Problem description :: Gather each line in the entries that includes the string "PlatformSpecific".

─── Record set

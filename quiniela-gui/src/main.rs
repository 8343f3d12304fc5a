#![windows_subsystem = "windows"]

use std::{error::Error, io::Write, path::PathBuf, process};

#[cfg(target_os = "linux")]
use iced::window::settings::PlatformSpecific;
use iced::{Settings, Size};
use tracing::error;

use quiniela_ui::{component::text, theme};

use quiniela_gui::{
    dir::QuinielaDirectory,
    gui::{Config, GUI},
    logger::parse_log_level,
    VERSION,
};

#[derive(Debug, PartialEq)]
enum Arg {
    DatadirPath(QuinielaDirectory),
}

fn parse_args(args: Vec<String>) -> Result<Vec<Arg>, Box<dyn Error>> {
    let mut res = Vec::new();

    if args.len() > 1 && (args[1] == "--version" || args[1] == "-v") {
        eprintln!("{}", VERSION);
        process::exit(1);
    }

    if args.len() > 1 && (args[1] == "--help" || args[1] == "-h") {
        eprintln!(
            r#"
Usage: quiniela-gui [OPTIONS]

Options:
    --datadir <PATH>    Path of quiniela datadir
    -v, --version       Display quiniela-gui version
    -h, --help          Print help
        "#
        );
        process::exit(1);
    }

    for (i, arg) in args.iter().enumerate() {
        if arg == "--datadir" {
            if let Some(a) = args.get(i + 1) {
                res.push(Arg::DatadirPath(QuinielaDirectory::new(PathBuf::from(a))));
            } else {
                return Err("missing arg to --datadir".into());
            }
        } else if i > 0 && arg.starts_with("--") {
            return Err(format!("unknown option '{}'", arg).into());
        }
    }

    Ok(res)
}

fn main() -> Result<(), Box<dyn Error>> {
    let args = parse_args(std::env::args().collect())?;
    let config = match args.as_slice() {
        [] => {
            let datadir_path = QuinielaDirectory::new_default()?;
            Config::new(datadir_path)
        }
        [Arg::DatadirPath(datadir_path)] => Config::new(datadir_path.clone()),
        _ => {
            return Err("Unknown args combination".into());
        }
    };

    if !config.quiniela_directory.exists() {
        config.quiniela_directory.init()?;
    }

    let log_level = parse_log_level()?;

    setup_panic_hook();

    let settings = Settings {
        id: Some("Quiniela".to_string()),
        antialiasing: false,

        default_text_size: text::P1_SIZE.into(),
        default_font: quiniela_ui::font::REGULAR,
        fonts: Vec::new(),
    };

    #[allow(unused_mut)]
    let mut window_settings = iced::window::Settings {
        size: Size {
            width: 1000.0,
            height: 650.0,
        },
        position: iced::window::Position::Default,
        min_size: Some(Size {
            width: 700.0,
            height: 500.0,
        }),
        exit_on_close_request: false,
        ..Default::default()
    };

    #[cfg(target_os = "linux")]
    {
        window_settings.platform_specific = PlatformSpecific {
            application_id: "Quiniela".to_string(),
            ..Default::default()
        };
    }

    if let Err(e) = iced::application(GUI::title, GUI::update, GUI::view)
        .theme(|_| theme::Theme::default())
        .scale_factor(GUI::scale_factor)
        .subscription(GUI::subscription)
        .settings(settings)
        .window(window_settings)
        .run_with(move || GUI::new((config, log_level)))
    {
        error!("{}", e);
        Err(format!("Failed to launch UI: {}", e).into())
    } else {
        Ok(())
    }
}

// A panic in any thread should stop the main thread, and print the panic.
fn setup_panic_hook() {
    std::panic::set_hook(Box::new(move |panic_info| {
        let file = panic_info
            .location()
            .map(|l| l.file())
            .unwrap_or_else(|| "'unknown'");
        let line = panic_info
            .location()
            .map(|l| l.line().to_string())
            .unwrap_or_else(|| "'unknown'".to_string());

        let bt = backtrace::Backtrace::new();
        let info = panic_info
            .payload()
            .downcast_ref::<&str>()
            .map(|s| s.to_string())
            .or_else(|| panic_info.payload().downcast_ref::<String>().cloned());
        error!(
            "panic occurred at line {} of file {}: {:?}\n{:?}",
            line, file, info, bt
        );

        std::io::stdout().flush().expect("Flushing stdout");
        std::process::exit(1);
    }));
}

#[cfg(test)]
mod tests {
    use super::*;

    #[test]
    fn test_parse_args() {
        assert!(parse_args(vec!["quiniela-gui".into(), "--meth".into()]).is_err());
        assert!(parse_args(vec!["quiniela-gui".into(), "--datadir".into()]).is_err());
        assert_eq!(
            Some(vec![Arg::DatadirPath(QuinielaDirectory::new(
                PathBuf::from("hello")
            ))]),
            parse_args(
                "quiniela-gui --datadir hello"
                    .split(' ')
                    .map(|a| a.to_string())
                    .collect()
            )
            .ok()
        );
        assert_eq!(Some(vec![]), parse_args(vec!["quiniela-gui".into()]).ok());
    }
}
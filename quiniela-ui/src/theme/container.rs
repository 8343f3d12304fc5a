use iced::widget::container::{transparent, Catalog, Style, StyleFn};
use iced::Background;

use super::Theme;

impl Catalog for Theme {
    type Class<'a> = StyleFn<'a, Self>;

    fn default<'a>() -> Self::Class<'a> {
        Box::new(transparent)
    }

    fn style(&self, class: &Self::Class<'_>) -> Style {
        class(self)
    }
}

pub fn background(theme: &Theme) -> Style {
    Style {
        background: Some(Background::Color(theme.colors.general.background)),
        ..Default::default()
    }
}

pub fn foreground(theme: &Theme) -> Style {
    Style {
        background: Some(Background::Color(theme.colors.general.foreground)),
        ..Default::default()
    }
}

──────

Final answer ::
use iced::window::settings::PlatformSpecific;
        window_settings.platform_specific = PlatformSpecific {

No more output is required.